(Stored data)
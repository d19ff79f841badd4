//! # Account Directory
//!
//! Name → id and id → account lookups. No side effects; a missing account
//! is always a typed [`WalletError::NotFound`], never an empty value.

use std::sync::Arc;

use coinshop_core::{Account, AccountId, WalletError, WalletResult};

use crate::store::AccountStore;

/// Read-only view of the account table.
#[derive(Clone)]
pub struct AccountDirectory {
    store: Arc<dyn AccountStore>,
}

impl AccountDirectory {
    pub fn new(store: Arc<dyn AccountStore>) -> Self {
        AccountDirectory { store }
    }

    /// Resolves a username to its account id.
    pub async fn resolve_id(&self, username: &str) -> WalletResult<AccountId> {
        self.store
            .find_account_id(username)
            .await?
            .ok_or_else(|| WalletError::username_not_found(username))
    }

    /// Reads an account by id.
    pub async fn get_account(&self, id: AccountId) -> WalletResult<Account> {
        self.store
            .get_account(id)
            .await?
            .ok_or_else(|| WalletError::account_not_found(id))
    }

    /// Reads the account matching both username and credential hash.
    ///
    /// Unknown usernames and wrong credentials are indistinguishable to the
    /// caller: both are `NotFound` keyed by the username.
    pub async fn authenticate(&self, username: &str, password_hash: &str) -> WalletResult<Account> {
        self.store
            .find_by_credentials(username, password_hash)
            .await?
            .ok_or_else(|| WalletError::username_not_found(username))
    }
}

AIM OF THE EXERCISE:
For the word "WalletResult", count the lines of the data that contain it and report only the total.

SOLUTION TO THIS TASK:
4